I now think there are dogs that need to be put down immediately instead of languishing in shelters for another person to have a bad experience. I feel 'no kill' shelters are a complete waste of money.

You and your statements...make me sick at times. That is true, Annz, here we go again

Alright, OP. What do you know about NO KILL shelters?
My guess is, when you were younger and adopted this dog..that was a LONG time ago, when "no kill" shelters did not even exist.

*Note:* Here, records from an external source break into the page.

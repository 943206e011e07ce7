use crate::config::{INFO_POPUP_CLASS, POPUP_OFFSET_LAT, POPUP_OFFSET_LNG, SHAPE_FOCUS_ZOOM};
use crate::data_point::DataPoint;
use crate::surface::{LayerId, MapSurface, Popup, PopupContent, PopupId, ShapeKey, ShapeStyle};

/// Keeps at most one shape of a layer in the selected style, with one info popup next to it.
#[derive(Debug, Default)]
pub struct ShapeHighlighter {
    layer: Option<LayerId>,
    active_shape: Option<ShapeKey>,
    popup: Option<PopupId>,
}

impl ShapeHighlighter {
    pub fn new() -> Self {
        Self::default()
    }

    pub fn attach(&mut self, layer: LayerId) {
        self.layer = Some(layer);
        self.active_shape = None;
        self.popup = None;
    }

    pub fn layer(&self) -> Option<LayerId> {
        self.layer
    }

    pub fn active_shape(&self) -> Option<ShapeKey> {
        self.active_shape
    }

    pub fn popup(&self) -> Option<PopupId> {
        self.popup
    }

    pub fn highlight<S: MapSurface + ?Sized>(
        &mut self,
        surface: &mut S,
        shape: ShapeKey,
        point: &DataPoint,
    ) {
        let Some(layer) = self.layer else {
            return;
        };

        if let Some(popup) = self.popup.take() {
            surface.remove_popup(popup);
        }
        surface.reset_layer_style(layer);
        surface.set_shape_style(layer, shape, &ShapeStyle::selected());
        self.active_shape = Some(shape);

        let Some(bounds) = surface.shape_bounds(layer, shape) else {
            tracing::debug!(id = point.id, "shape has no boundary, skipping popup");
            return;
        };
        let center = bounds.center();
        surface.set_view(center, SHAPE_FOCUS_ZOOM);
        surface.close_popup();
        self.popup = surface.open_popup(&Popup {
            anchor: center.offset(POPUP_OFFSET_LAT, POPUP_OFFSET_LNG),
            content: PopupContent {
                title: point.name.clone(),
                body: point.value.as_ref().map(ToString::to_string),
            },
            close_button: false,
            auto_close: false,
            close_on_click: false,
            class_name: Some(INFO_POPUP_CLASS.to_string()),
        });
    }

    pub fn reset<S: MapSurface + ?Sized>(&mut self, surface: &mut S) {
        if let Some(popup) = self.popup.take() {
            surface.remove_popup(popup);
        }
        if self.active_shape.take().is_some() {
            if let Some(layer) = self.layer {
                surface.reset_layer_style(layer);
            }
        }
    }
}

#[cfg(test)]
mod tests {
    use serde_json::json;

    use super::*;
    use crate::geo::LatLng;
    use crate::geojson::Feature;
    use crate::surface::testing::RecordingSurface;

    fn square(id: &str, lng: f64, lat: f64) -> Feature {
        serde_json::from_value(json!({
            "type": "Feature",
            "properties": { "id": id },
            "geometry": {
                "type": "Polygon",
                "coordinates": [[[lng, lat], [lng + 2.0, lat], [lng + 2.0, lat + 2.0], [lng, lat]]]
            }
        }))
        .unwrap()
    }

    fn setup() -> (RecordingSurface, ShapeHighlighter) {
        let mut surface = RecordingSurface::default();
        let features = vec![
            square("3", 10.0, 59.0),
            square("46", 5.0, 60.0),
            Feature::new(Default::default(), None),
        ];
        let layer = surface
            .add_shape_layer(&features, &|_| ShapeStyle::default())
            .unwrap();
        let mut highlighter = ShapeHighlighter::new();
        highlighter.attach(layer);
        (surface, highlighter)
    }

    #[test]
    fn highlight_styles_pans_and_opens_offset_popup() {
        let (mut surface, mut highlighter) = setup();
        let point = DataPoint::new(3, "Oslo").with_value("14.29%".to_string());

        highlighter.highlight(&mut surface, ShapeKey(0), &point);

        assert_eq!(surface.highlighted_shapes(), vec![(LayerId(0), ShapeKey(0))]);
        assert_eq!(surface.view, Some((LatLng::new(60.0, 11.0), 5.0)));
        assert_eq!(surface.close_popup_calls, 1);

        let popup = surface.single_popup().unwrap();
        assert_eq!(popup.anchor, LatLng::new(60.0, 11.0).offset(0.2, 0.3));
        assert_eq!(popup.content.title, "Oslo");
        assert_eq!(popup.content.body.as_deref(), Some("14.29%"));
        assert!(!popup.close_button && !popup.auto_close && !popup.close_on_click);
        assert_eq!(popup.class_name.as_deref(), Some("info-popup"));
    }

    #[test]
    fn only_one_highlight_and_popup_survive_reselection() {
        let (mut surface, mut highlighter) = setup();
        let oslo = DataPoint::new(3, "Oslo");
        let vestland = DataPoint::new(46, "Vestland");

        for (key, point) in [(0, &oslo), (1, &vestland), (0, &oslo), (1, &vestland)] {
            highlighter.highlight(&mut surface, ShapeKey(key), point);
            assert_eq!(surface.highlighted_shapes(), vec![(LayerId(0), ShapeKey(key))]);
            assert_eq!(surface.open_popup_count(), 1);
        }
        assert_eq!(surface.single_popup().unwrap().content.title, "Vestland");
    }

    #[test]
    fn shape_without_boundary_is_styled_without_popup_or_pan() {
        let (mut surface, mut highlighter) = setup();
        highlighter.highlight(&mut surface, ShapeKey(0), &DataPoint::new(3, "Oslo"));
        let view = surface.view;

        highlighter.highlight(&mut surface, ShapeKey(2), &DataPoint::new(9, "Nowhere"));

        assert_eq!(surface.highlighted_shapes(), vec![(LayerId(0), ShapeKey(2))]);
        assert_eq!(surface.open_popup_count(), 0);
        assert_eq!(surface.view, view);
        assert_eq!(highlighter.popup(), None);
    }

    #[test]
    fn reset_is_idempotent() {
        let (mut surface, mut highlighter) = setup();
        highlighter.reset(&mut surface);

        highlighter.highlight(&mut surface, ShapeKey(1), &DataPoint::new(46, "Vestland"));
        highlighter.reset(&mut surface);
        highlighter.reset(&mut surface);

        assert!(surface.highlighted_shapes().is_empty());
        assert_eq!(surface.open_popup_count(), 0);
        assert_eq!(highlighter.active_shape(), None);
    }

    #[test]
    fn highlight_without_layer_does_nothing() {
        let mut surface = RecordingSurface::default();
        let mut highlighter = ShapeHighlighter::new();
        highlighter.highlight(&mut surface, ShapeKey(0), &DataPoint::new(1, "Oslo"));
        assert_eq!(surface.view, None);
        assert_eq!(highlighter.active_shape(), None);
    }
}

So, tell me, what do you know about No Kill shelters?
Their testing of dogs' personality?
Their acceptance into the program policy?
The behavioral and heath guidelines for the dogs to be accepted into a no kill shelter - are you familiar with them?
The save rate of no kill shelters - because they are not saving 100% of the animals, despite the name - are you in any way aware of the numbers?

Do you even know to distinguish between open intake shelter and a no-kill shelter?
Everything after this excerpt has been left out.